Please find the lines in the following records that hold "behavior", and copy them.

TASK MATERIAL section start

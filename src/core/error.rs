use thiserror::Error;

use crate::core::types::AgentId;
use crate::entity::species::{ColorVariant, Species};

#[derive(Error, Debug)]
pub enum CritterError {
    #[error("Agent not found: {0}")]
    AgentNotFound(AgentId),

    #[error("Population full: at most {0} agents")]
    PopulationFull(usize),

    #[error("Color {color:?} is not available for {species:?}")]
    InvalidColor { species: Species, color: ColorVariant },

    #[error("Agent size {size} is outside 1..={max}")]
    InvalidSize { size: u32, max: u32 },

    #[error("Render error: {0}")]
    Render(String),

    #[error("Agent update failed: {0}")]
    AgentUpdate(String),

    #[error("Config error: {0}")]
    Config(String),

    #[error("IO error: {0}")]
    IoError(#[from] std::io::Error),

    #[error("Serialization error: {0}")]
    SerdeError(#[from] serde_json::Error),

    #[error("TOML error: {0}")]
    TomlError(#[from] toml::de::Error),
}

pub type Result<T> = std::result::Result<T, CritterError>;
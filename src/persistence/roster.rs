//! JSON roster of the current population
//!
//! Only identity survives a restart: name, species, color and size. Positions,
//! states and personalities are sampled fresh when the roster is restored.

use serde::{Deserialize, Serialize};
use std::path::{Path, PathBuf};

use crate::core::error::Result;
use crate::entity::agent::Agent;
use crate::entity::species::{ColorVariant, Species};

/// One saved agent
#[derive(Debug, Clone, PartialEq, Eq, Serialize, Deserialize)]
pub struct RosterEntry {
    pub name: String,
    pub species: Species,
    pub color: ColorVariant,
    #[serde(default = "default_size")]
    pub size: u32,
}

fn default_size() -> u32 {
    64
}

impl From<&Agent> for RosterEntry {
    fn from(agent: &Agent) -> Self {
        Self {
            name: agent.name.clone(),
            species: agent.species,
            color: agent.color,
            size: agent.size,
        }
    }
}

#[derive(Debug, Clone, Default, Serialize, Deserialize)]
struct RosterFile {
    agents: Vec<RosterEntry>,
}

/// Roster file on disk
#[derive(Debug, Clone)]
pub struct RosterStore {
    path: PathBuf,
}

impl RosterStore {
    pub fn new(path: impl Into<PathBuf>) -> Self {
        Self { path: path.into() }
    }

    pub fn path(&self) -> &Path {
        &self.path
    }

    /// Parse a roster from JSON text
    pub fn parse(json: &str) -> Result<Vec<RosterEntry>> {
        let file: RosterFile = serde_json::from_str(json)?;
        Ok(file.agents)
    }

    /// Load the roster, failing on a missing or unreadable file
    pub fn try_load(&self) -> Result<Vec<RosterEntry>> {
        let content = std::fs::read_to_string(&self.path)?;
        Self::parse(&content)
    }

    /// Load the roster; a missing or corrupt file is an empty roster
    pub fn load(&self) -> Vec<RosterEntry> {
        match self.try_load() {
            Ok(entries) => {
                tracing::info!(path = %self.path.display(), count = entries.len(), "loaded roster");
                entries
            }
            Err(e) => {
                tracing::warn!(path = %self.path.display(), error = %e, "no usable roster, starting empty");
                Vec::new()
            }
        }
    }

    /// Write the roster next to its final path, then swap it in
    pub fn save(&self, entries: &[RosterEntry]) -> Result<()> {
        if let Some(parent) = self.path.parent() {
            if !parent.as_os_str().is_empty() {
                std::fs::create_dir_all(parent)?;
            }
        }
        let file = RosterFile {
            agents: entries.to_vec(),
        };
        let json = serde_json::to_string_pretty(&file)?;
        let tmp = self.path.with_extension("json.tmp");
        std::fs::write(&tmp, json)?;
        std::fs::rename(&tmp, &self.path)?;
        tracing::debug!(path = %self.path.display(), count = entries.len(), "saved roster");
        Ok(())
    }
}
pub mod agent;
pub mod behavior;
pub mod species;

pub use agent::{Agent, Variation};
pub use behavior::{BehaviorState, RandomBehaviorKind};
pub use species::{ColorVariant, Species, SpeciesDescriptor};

TASK MATERIAL section end

- EXPECTED ANSWER -
pub mod behavior;
pub use behavior::{BehaviorState, RandomBehaviorKind};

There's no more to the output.